Sa longue robe crème tombe au sol, sa culotte suit. Monica brandit le rainbow flag puis elle marche, seins nus, son sexe d’homme entre les cuisses. Les badauds se précipitent, les photographes se ruent, des rires fusent. Certains lèvent les yeux au ciel. "Elle est belle la Marianne cette année !" lance un journaliste goguenard. Pourtant, derrière l’apparence de la provocation gratuite, comment ne pas voir la douleur de Monica, trans à qui on a refusé le mariage avec sa compagne Camille parce qu’elle est une femme avec une carte d’identité d’homme. Pas femme pour les uns, pas homme pour les autres, personne pour beaucoup. C’est ce qu’elle dit. C’est ce qu’elle dénonce pour peu qu’on lui demande, au lieu de rire à ses dépens.
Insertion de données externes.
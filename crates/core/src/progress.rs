//! Per-task progress transitions and derived completion statistics.
//!
//! ```text
//! not_started ──▶ in_progress ──▶ completed
//!      ▲               │               │
//!      └──── admin reset ◀─────────────┘
//! ```

use serde::{Deserialize, Serialize};

use crate::error::{CoreError, CONFLICT_INVALID_STATUS_TRANSITION};
use crate::types::Timestamp;

pub const PROGRESS_NOT_STARTED: &str = "not_started";
pub const PROGRESS_IN_PROGRESS: &str = "in_progress";
pub const PROGRESS_COMPLETED: &str = "completed";

pub const VALID_PROGRESS_STATUSES: &[&str] =
    &[PROGRESS_NOT_STARTED, PROGRESS_IN_PROGRESS, PROGRESS_COMPLETED];

#[derive(Debug, Clone, Copy, PartialEq, Eq, Hash, Serialize, Deserialize)]
#[serde(rename_all = "snake_case")]
pub enum ProgressStatus {
    NotStarted,
    InProgress,
    Completed,
}

impl ProgressStatus {
    pub fn from_str_value(s: &str) -> Result<Self, CoreError> {
        match s {
            PROGRESS_NOT_STARTED => Ok(Self::NotStarted),
            PROGRESS_IN_PROGRESS => Ok(Self::InProgress),
            PROGRESS_COMPLETED => Ok(Self::Completed),
            _ => Err(CoreError::Validation(format!(
                "Invalid progress status '{s}'. Must be one of: {}",
                VALID_PROGRESS_STATUSES.join(", ")
            ))),
        }
    }

    pub fn as_str(&self) -> &'static str {
        match self {
            Self::NotStarted => PROGRESS_NOT_STARTED,
            Self::InProgress => PROGRESS_IN_PROGRESS,
            Self::Completed => PROGRESS_COMPLETED,
        }
    }
}

/// The mutable part of a progress row.
#[derive(Debug, Clone, Copy, PartialEq, Eq)]
pub struct ProgressState {
    pub status: ProgressStatus,
    pub start_date: Option<Timestamp>,
    pub completion_date: Option<Timestamp>,
}

impl ProgressState {
    pub fn not_started() -> Self {
        Self {
            status: ProgressStatus::NotStarted,
            start_date: None,
            completion_date: None,
        }
    }
}

/// Compute the state after moving to `to` at `now`.
///
/// - Entering `in_progress` stamps `start_date` only if it is unset.
/// - Entering `completed` stamps `completion_date`; a student jumping
///   straight from `not_started` passes through `in_progress`, so both
///   dates are stamped.
/// - Re-applying the current status is a no-op that keeps both dates.
/// - Any move back to `not_started` requires `admin_reset` and clears the dates.
/// - `completed → in_progress` is never allowed.
pub fn apply_transition(
    current: &ProgressState,
    to: ProgressStatus,
    now: Timestamp,
    admin_reset: bool,
) -> Result<ProgressState, CoreError> {
    use ProgressStatus::*;

    if current.status == to {
        return Ok(*current);
    }

    match (current.status, to) {
        (NotStarted, InProgress) => Ok(ProgressState {
            status: InProgress,
            start_date: current.start_date.or(Some(now)),
            completion_date: None,
        }),
        (NotStarted, Completed) | (InProgress, Completed) => Ok(ProgressState {
            status: Completed,
            start_date: current.start_date.or(Some(now)),
            completion_date: Some(now),
        }),
        (InProgress, NotStarted) | (Completed, NotStarted) if admin_reset => {
            Ok(ProgressState::not_started())
        }
        (from, to) => Err(CoreError::conflict_with_details(
            CONFLICT_INVALID_STATUS_TRANSITION,
            format!(
                "Cannot move task progress from {} to {}",
                from.as_str(),
                to.as_str()
            ),
            serde_json::json!({ "from": from.as_str(), "to": to.as_str() }),
        )),
    }
}

// ---------------------------------------------------------------------------
// Statistics
// ---------------------------------------------------------------------------

/// Progress counts for one enrolment, recomputed on every read.
#[derive(Debug, Clone, Copy, Default, PartialEq, Serialize, Deserialize)]
pub struct ProgressStats {
    pub total: i64,
    pub completed: i64,
    pub in_progress: i64,
    pub not_started: i64,
    pub completion_percentage: f64,
}

impl ProgressStats {
    pub fn compute(total: i64, completed: i64, in_progress: i64) -> Self {
        let not_started = (total - (completed + in_progress)).max(0);
        Self {
            total,
            completed,
            in_progress,
            not_started,
            completion_percentage: completion_percentage(completed, total),
        }
    }

    pub fn is_course_completed(&self) -> bool {
        is_course_completed(self.total, self.completed)
    }
}

/// `completed / total · 100`, or 0 when there are no tasks.
pub fn completion_percentage(completed: i64, total: i64) -> f64 {
    if total <= 0 {
        return 0.0;
    }
    round2(completed as f64 / total as f64 * 100.0)
}

/// A course is complete when every counted task is completed and there is at least one.
pub fn is_course_completed(total: i64, completed: i64) -> bool {
    total > 0 && completed == total
}

/// Round to two decimal places for presentation.
pub fn round2(value: f64) -> f64 {
    (value * 100.0).round() / 100.0
}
Derrière elle, les politiques qui s’assemblent dans le carré de tête de la Marche n’ont rien vu ou rien voulu voir. Ils ne poseront pas avec Monica pour la photo. La question trans n’est pas la priorité du jour. Aujourd’hui, c’est la fête au mariage pour les homos et aux avancées pour l’homoparentalité que le PS s’engagent à réaliser. Si tout va bien… pour lui en 2007. Jack Lang est là. "Comme toujours depuis 1982" aime-t-il à souligner. Il est satisfait des propositions du PS qu’il faudra "mettre en place assez rapidement parce qu’elles sont emblématiques d’un vrai changement." D’autres camarades socialistes le rejoignent peu à peu comme Bertrand Delanoë, Dominique Strauss-Kahn et puis d’autres encore dans une cohue indescriptible. Finalement arrive François Hollande, premier secrétaire du PS, qui n’avait pas marché depuis 1997.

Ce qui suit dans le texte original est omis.